Um paciente que buscou ajuda devido a ideação suicida revelou que havia perdido a elegibilidade para o SNAP (Programa de Assistência Nutricional Suplementar) algumas semanas antes de sua consulta. Durante a avaliação nutricional, ele mencionou não ter sido notificado sobre um prazo de documentação, o que contribuiu para sua situação de insegurança alimentar. Desde então, ele se sustentou com o que conseguiu, chegando a gastar o último de seus recursos em um motel e em cereal seco, que foi sua única refeição por semanas. Quando seu dinheiro e comida acabaram, ele decidiu que a internação hospitalar era a melhor opção, considerando que isso era preferível a “um plano B”: acabar com sua vida por desespero e falta de alimentos.

O papel da nutrição na saúde mental

Como nutricionista clínica em um grande hospital urbano, parte do meu trabalho envolve a coordenação com assistentes sociais e médicos de diversas especialidades para garantir o suporte nutricional e o acesso a alimentos. Isso inclui avaliar o que os pacientes precisam comer e planejar o que poderão consumir após a alta. Referências para o Meals on Wheels, conexões com bancos de alimentos e suporte para a inscrição no SNAP são ações que se entrelaçam, pois a insegurança alimentar não se encerra ao sair do hospital. Antes de assumir essa função, trabalhei por vários anos em saúde pública, focando no combate à fome e à insegurança alimentar de famílias. Minha trajetória profissional se assemelha à de um barqueiro: navegando os efeitos da fome em diferentes direções e ajudando as pessoas a encontrar soluções melhores.

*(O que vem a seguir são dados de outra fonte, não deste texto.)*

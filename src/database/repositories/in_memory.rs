use std::sync::atomic::{AtomicI32, Ordering};
use std::sync::Mutex;

use super::{Entity, Repository, RepositoryError};

/// In-memory substitute for the Postgres-backed repository
///
/// Backs the no-database run mode and the integration tests. Identifiers are
/// assigned from a monotonically increasing counter starting at 1, matching
/// the SERIAL column of the real store.
pub struct InMemoryRepository<T> {
    records: Mutex<Vec<T>>,
    next_id: AtomicI32,
}

impl<T> InMemoryRepository<T> {
    pub fn new() -> Self {
        Self {
            records: Mutex::new(Vec::new()),
            next_id: AtomicI32::new(1),
        }
    }
}

impl<T> Default for InMemoryRepository<T> {
    fn default() -> Self {
        Self::new()
    }
}

#[async_trait::async_trait]
impl<T: Entity> Repository<T> for InMemoryRepository<T> {
    async fn get_all(&self) -> Result<Vec<T>, RepositoryError> {
        Ok(self.records.lock().unwrap().clone())
    }

    async fn get_by_id(&self, id: i32) -> Result<Option<T>, RepositoryError> {
        Ok(self
            .records
            .lock()
            .unwrap()
            .iter()
            .find(|r| r.id() == id)
            .cloned())
    }

    async fn create(&self, draft: T::Draft) -> Result<T, RepositoryError> {
        let id = self.next_id.fetch_add(1, Ordering::SeqCst);
        let entity = T::from_draft(draft, id);
        self.records.lock().unwrap().push(entity.clone());
        Ok(entity)
    }

    fn update(&self, entity: &T) -> Result<(), RepositoryError> {
        let mut records = self.records.lock().unwrap();
        match records.iter_mut().find(|r| r.id() == entity.id()) {
            Some(slot) => {
                *slot = entity.clone();
                Ok(())
            }
            None => Err(RepositoryError::NotFound),
        }
    }

    fn delete(&self, entity: &T) -> Result<(), RepositoryError> {
        let mut records = self.records.lock().unwrap();
        let before = records.len();
        records.retain(|r| r.id() != entity.id());
        if records.len() == before {
            return Err(RepositoryError::NotFound);
        }
        Ok(())
    }
}

#[cfg(test)]
mod tests {
    use super::*;
    use crate::database::models::{NewProduct, Product};
    use rust_decimal_macros::dec;

    fn draft(name: &str, color: &str, stock: i32) -> NewProduct {
        NewProduct {
            name: name.to_string(),
            color: color.to_string(),
            stock,
            price: dec!(10),
        }
    }

    #[tokio::test]
    async fn create_assigns_sequential_ids() {
        let repo = InMemoryRepository::<Product>::new();

        let first = repo.create(draft("Kalem", "red", 50)).await.unwrap();
        let second = repo.create(draft("Defter", "blue", 20)).await.unwrap();

        assert_eq!(first.id, 1);
        assert_eq!(second.id, 2);
    }

    #[tokio::test]
    async fn get_by_id_round_trips_stored_entities() {
        let repo = InMemoryRepository::<Product>::new();
        let created = repo.create(draft("Kalem", "red", 50)).await.unwrap();

        let found = repo.get_by_id(created.id).await.unwrap();

        assert_eq!(found, Some(created));
        assert_eq!(repo.get_by_id(99).await.unwrap(), None);
    }

    #[tokio::test]
    async fn get_all_is_idempotent_without_mutation() {
        let repo = InMemoryRepository::<Product>::new();
        repo.create(draft("Kalem", "red", 50)).await.unwrap();
        repo.create(draft("Defter", "blue", 20)).await.unwrap();

        let first = repo.get_all().await.unwrap();
        let second = repo.get_all().await.unwrap();

        assert_eq!(first, second);
        assert_eq!(first.len(), 2);
    }

    #[tokio::test]
    async fn update_replaces_matching_record() {
        let repo = InMemoryRepository::<Product>::new();
        let mut product = repo.create(draft("Kalem", "red", 50)).await.unwrap();

        product.stock = 40;
        repo.update(&product).unwrap();

        let found = repo.get_by_id(product.id).await.unwrap().unwrap();
        assert_eq!(found.stock, 40);
    }

    #[tokio::test]
    async fn update_unknown_id_returns_not_found() {
        let repo = InMemoryRepository::<Product>::new();
        let phantom = Product::from_draft(draft("Kalem", "red", 50), 99);

        let result = repo.update(&phantom);

        assert!(matches!(result, Err(RepositoryError::NotFound)));
    }

    #[tokio::test]
    async fn delete_removes_record_and_rejects_unknown() {
        let repo = InMemoryRepository::<Product>::new();
        let product = repo.create(draft("Kalem", "red", 50)).await.unwrap();

        repo.delete(&product).unwrap();

        assert!(repo.get_all().await.unwrap().is_empty());
        assert!(matches!(
            repo.delete(&product),
            Err(RepositoryError::NotFound)
        ));
    }
}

Impacto das políticas de assistência alimentar

Os cortes nos programas de assistência alimentar, como o SNAP, têm consequências diretas sobre a saúde mental de indivíduos vulneráveis. A redução da elegibilidade e o aumento da burocracia dificultam o acesso a alimentos essenciais. Esse cenário é alarmante, pois a insegurança alimentar está intimamente relacionada ao aumento de problemas de saúde mental, incluindo depressão e ansiedade. Pacientes que enfrentam a fome frequentemente relatam um agravamento de seus sintomas e uma menor capacidade de lidar com suas condições de saúde mental.

As implicações dessas políticas são profundas e demandam uma abordagem integrada que considere tanto a nutrição quanto a saúde mental. A colaboração entre profissionais de saúde e assistentes sociais é fundamental para oferecer um suporte eficaz e garantir que os pacientes tenham acesso a alimentos saudáveis e adequados, mesmo após a alta hospitalar.